(Beginning of GIVEN DATA)

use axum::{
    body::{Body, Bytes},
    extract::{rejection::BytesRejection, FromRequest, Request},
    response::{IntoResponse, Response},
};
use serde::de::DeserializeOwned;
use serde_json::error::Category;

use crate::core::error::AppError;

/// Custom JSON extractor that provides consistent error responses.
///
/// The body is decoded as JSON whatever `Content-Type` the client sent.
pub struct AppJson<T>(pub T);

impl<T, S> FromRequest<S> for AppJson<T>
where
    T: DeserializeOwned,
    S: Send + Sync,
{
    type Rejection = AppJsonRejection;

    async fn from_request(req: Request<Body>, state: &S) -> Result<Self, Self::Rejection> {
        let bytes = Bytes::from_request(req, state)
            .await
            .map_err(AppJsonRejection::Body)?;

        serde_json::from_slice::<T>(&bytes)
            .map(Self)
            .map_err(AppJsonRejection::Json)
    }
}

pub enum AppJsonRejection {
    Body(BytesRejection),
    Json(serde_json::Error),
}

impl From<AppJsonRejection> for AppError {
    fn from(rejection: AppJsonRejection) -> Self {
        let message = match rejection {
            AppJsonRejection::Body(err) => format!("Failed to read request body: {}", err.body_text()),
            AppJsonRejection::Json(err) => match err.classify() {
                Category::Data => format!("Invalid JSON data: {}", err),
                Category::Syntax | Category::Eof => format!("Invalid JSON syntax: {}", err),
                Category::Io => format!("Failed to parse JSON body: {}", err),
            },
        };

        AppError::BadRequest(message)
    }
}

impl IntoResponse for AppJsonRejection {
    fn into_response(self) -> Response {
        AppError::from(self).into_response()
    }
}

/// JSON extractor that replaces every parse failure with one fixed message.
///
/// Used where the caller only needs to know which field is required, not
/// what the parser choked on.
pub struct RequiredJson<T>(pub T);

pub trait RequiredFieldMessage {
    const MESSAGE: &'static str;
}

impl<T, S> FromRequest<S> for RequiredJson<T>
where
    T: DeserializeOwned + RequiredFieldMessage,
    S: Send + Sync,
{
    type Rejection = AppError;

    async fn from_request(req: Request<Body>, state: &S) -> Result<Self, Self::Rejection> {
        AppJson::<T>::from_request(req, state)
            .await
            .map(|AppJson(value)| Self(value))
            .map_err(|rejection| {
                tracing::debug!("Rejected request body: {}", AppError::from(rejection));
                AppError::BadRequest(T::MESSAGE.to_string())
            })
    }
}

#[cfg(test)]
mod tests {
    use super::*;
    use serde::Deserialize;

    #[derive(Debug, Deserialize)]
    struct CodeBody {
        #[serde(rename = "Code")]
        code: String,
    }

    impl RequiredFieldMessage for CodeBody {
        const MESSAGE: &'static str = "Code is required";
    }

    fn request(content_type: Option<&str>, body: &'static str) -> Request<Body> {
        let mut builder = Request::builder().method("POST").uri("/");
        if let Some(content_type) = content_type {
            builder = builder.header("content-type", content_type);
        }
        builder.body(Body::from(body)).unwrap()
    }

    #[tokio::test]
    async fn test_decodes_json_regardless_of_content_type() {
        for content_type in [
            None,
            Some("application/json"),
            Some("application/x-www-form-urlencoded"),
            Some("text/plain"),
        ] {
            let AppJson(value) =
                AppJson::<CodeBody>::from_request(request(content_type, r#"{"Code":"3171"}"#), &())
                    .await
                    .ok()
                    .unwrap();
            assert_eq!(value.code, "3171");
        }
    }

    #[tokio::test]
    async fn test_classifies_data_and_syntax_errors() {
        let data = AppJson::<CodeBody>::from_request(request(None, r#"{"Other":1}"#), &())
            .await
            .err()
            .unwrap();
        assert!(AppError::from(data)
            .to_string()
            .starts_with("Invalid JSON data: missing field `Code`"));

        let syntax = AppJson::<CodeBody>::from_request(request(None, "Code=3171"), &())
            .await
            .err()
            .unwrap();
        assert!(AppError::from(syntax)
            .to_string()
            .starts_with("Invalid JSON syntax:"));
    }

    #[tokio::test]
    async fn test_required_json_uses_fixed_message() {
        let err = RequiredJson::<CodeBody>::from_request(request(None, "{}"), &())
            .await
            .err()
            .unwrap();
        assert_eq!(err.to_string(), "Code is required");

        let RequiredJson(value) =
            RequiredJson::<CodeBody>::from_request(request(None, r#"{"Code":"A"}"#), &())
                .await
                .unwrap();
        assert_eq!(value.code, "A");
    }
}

(End of GIVEN DATA)

### EXERCISE
Your answer must hold the line containing "JSON data: missing" and all lines after it in the entries above, exactly, and nothing else.

### TASK OUTPUT
            .starts_with("Invalid JSON data: missing field `Code`"));

        let syntax = AppJson::<CodeBody>::from_request(request(None, "Code=3171"), &())
            .await
            .err()
            .unwrap();
        assert!(AppError::from(syntax)
            .to_string()
            .starts_with("Invalid JSON syntax:"));
    }

    #[tokio::test]
    async fn test_required_json_uses_fixed_message() {
        let err = RequiredJson::<CodeBody>::from_request(request(None, "{}"), &())
            .await
            .err()
            .unwrap();
        assert_eq!(err.to_string(), "Code is required");

        let RequiredJson(value) =
            RequiredJson::<CodeBody>::from_request(request(None, r#"{"Code":"A"}"#), &())
                .await
                .unwrap();
        assert_eq!(value.code, "A");
    }
}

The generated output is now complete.